Data for the task section start

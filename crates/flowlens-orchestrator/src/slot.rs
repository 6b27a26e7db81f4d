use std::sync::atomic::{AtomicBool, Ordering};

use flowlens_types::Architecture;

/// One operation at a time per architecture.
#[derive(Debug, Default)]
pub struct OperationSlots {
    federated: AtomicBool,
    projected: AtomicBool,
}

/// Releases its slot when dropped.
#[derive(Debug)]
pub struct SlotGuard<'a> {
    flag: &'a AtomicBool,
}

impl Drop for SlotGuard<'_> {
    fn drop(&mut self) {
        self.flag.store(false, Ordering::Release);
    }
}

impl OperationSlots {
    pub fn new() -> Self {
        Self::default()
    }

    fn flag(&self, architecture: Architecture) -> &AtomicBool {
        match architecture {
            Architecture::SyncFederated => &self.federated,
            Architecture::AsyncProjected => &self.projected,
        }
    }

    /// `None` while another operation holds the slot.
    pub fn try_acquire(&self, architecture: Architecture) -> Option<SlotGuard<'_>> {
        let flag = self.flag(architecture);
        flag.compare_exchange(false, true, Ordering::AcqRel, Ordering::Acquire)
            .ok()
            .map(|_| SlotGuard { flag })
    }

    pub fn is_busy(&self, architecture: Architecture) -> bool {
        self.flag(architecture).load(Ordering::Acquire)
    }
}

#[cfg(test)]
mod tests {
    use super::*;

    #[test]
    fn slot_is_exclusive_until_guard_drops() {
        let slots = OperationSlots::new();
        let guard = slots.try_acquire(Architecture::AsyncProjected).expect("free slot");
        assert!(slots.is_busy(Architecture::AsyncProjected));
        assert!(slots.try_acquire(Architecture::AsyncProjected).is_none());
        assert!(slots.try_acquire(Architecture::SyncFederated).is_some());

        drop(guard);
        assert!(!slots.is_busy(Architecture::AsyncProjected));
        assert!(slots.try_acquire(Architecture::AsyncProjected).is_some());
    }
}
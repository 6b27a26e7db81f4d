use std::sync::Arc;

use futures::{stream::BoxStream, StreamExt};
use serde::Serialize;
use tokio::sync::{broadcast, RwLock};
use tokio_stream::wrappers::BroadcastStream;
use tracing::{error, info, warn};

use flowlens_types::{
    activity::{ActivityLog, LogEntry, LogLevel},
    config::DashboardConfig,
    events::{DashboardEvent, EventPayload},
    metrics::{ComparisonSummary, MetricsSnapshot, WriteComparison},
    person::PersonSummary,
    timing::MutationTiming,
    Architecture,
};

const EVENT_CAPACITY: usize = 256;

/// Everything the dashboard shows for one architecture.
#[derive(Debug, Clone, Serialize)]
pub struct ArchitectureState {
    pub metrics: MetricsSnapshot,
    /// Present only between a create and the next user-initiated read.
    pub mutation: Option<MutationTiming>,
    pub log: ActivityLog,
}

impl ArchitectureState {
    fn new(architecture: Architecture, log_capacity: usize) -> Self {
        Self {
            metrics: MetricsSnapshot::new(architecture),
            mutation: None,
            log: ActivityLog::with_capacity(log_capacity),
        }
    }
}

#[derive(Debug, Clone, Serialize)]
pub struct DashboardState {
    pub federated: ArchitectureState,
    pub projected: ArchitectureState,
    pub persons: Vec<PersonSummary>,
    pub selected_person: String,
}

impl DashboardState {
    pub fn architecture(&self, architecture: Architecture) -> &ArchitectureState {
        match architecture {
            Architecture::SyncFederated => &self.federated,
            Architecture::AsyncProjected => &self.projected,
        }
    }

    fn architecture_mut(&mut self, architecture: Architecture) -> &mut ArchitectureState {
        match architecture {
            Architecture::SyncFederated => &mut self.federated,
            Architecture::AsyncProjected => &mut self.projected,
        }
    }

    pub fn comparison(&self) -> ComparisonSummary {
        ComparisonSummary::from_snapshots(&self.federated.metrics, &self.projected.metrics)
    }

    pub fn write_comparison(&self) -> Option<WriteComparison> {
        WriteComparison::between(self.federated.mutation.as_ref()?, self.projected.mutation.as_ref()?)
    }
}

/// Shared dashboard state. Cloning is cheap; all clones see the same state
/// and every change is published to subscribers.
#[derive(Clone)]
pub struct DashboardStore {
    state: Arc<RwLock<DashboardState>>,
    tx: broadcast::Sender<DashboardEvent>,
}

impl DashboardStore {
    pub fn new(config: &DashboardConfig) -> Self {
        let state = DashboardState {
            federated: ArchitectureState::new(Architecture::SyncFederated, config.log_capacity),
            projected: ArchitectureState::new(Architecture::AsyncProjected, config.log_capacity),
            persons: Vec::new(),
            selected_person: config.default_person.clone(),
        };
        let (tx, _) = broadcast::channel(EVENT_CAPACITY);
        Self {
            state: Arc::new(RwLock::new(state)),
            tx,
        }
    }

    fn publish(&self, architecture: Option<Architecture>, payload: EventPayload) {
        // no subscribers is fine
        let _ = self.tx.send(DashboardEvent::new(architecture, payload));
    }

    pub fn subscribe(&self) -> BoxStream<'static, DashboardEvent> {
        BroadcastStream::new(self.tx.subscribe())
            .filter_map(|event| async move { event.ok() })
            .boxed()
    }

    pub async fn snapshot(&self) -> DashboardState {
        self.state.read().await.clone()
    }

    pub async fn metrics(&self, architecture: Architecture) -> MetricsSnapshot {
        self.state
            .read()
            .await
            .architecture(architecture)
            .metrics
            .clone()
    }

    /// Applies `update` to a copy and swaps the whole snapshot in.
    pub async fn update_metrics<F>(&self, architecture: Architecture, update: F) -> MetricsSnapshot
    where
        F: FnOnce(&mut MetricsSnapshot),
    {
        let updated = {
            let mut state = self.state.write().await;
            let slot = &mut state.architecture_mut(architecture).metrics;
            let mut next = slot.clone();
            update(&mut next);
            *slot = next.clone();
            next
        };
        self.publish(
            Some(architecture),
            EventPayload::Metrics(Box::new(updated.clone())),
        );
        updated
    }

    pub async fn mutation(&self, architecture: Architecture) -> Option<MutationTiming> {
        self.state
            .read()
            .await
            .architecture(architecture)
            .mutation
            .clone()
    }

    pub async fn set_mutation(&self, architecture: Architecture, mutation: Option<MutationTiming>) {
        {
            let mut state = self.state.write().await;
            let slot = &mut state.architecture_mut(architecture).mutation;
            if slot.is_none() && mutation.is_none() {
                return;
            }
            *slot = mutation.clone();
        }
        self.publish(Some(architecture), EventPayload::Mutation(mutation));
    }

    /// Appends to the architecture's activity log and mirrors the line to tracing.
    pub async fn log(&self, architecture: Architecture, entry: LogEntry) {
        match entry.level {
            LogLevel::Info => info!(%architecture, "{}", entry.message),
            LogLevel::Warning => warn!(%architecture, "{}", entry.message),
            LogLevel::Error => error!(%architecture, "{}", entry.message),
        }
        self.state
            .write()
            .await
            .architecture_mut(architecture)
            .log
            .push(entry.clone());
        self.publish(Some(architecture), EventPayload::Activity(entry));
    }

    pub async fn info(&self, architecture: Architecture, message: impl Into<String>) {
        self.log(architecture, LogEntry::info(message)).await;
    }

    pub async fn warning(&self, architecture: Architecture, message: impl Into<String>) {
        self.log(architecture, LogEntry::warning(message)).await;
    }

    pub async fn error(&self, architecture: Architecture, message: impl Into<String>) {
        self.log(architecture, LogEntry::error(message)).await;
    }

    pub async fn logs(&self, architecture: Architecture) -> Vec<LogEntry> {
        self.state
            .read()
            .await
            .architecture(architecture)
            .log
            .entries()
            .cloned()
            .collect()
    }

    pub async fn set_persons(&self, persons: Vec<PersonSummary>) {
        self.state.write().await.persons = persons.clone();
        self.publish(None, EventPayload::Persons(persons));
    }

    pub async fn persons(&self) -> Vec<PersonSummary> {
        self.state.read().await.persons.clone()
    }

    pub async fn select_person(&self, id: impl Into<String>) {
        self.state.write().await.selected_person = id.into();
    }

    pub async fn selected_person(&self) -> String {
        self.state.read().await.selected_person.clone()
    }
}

Data for the task section end

→ **About this task**:
Copy the lines that hold the word "error". Take them from the records above.

→ **Output below**:
use tracing::{error, info, warn};
            LogLevel::Error => error!(%architecture, "{}", entry.message),
    pub async fn error(&self, architecture: Architecture, message: impl Into<String>) {
        self.log(architecture, LogEntry::error(message)).await;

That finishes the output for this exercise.